Nothing makes one so gay as happiness; and, though this grotesque figure appeared at a very unseasonable moment, it was received with frank laughter from the blooming lips of Rose and Blanche. Having made the marshal’s daughters laugh, after their long sadness, Loony at once acquired a claim to the indulgence of the marshal, who said to him, good humoredly: “What do you want, my lad?”
“It’s not me, my lord duke!” answered Loony, laying his hand on his breast, as if it were taking a vow, so that his feather-brush fell down from under his arm. The laughter of the girls redoubled.
“It is not you?” said the marshal.
“Here! Spoil-sport!” Dagobert called, for the honest dog seemed to have a secret dislike for the pretended idiot, and approached him with an angry air.
“No, my lord duke, it is not me!” resumed Loony. “It is the footman who told me to tell M. Dagobert, when I brought up the wood to tell my lord duke, as I was coming up with the basket, that M. Robert wants to see him.”
The girls laughed still more at this new stupidity. But, at the name of Robert, Marshal Simon started.
M. Robert was the secret emissary of Rodin, with regard to the possible, but adventurous, enterprise of attempting the liberation of Napoleon ii.
After a moment’s silence, the marshal, whose face was still radiant with joy and happiness, said to Loony: “Beg M. Robert to wait for me a moment in my study.”
“Yes, my lord duke,” answered Loony, bowing almost to the ground.
The simpleton withdrew, and the marshal said to his daughters, in a joyous tone, “You see, that, in a moment like this, one does not leave one’s children, even for M. Robert.”
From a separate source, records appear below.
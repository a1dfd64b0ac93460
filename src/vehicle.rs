use crate::geometry::{Approach, LaneRole};
use crate::VehicleId;

pub(crate) mod following;

/// A simulated vehicle.
#[derive(Clone, Debug)]
pub struct Vehicle {
    /// The vehicle's ID.
    pub(crate) id: VehicleId,
    /// The licence plate, as given by the arrival feed.
    plate: String,
    /// The approach the vehicle is on.
    approach: Approach,
    /// The lane the vehicle is in.
    role: LaneRole,
    /// The position along the lane's travel axis.
    pos: f64,
    /// The velocity along the lane's travel axis.
    vel: f64,
}

impl Vehicle {
    /// Creates a new vehicle.
    pub(crate) fn new(
        id: VehicleId,
        plate: String,
        approach: Approach,
        role: LaneRole,
        pos: f64,
        vel: f64,
    ) -> Self {
        Self {
            id,
            plate,
            approach,
            role,
            pos,
            vel,
        }
    }

    /// Gets the vehicle's ID.
    pub fn id(&self) -> VehicleId {
        self.id
    }

    /// The vehicle's licence plate.
    pub fn plate(&self) -> &str {
        &self.plate
    }

    /// The approach the vehicle is on.
    pub fn approach(&self) -> Approach {
        self.approach
    }

    /// The role of the lane the vehicle is in.
    pub fn role(&self) -> LaneRole {
        self.role
    }

    /// Whether the vehicle is in the given lane.
    pub fn in_lane(&self, approach: Approach, role: LaneRole) -> bool {
        self.approach == approach && self.role == role
    }

    /// The travel coordinate of the centre of the vehicle.
    pub fn pos(&self) -> f64 {
        self.pos
    }

    /// The vehicle's velocity.
    pub fn vel(&self) -> f64 {
        self.vel
    }

    /// Whether the vehicle is stopped.
    pub fn has_stopped(&self) -> bool {
        self.vel == 0.0
    }

    /// Moves the vehicle to an exact coordinate and stops it there.
    pub(crate) fn snap_to(&mut self, pos: f64) {
        self.pos = pos;
        self.vel = 0.0;
    }

    /// Stops the vehicle where it is.
    pub(crate) fn stop(&mut self) {
        self.vel = 0.0;
    }

    /// Integrates the position over `dt` at the given velocity, without moving
    /// past `limit`. A vehicle held in place by the limit is left stopped.
    pub(crate) fn integrate(&mut self, vel: f64, dt: f64, limit: f64) {
        let pos = f64::min(self.pos + vel * dt, f64::max(limit, self.pos));
        self.vel = if pos > self.pos { vel } else { 0.0 };
        self.pos = pos;
    }
}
“Oh! that’s right, father!” cried Blanche, gayly; “for I was already very angry with this M. Robert.”
“Have you pen and paper at hand?” asked the marshal.
“Yes, father; there on the table,” said Rose, hastily, as she pointed to a little desk near one of the windows, towards which the marshal now advanced rapidly.
From motives of delicacy, the girls remained where they were, close to the fireplace, and caressed each other tenderly, as if to congratulate themselves in private on the unexpected happiness of this day.
The marshal seated himself at the desk, and made a sign to Dagobert to draw near.
While he wrote rapidly a few words in a firm hand, he said to the soldier with a smile, in so low a tone that it was impossible for his daughters to hear: “Do you know what I had almost resolved upon, before entering this room?”
“To blow my brains out. It is to my children that I owe my life.” And the marshal continued writing.
Dagobert started at this communication, and then replied, also in a whisper: “It would not have been with your pistols. I took off the caps.”
The marshal turned round hastily, and looked at him with an air of surprise. But the soldier only nodded his head affirmatively, and added: “Thank heaven, we have now done with all those ideas!”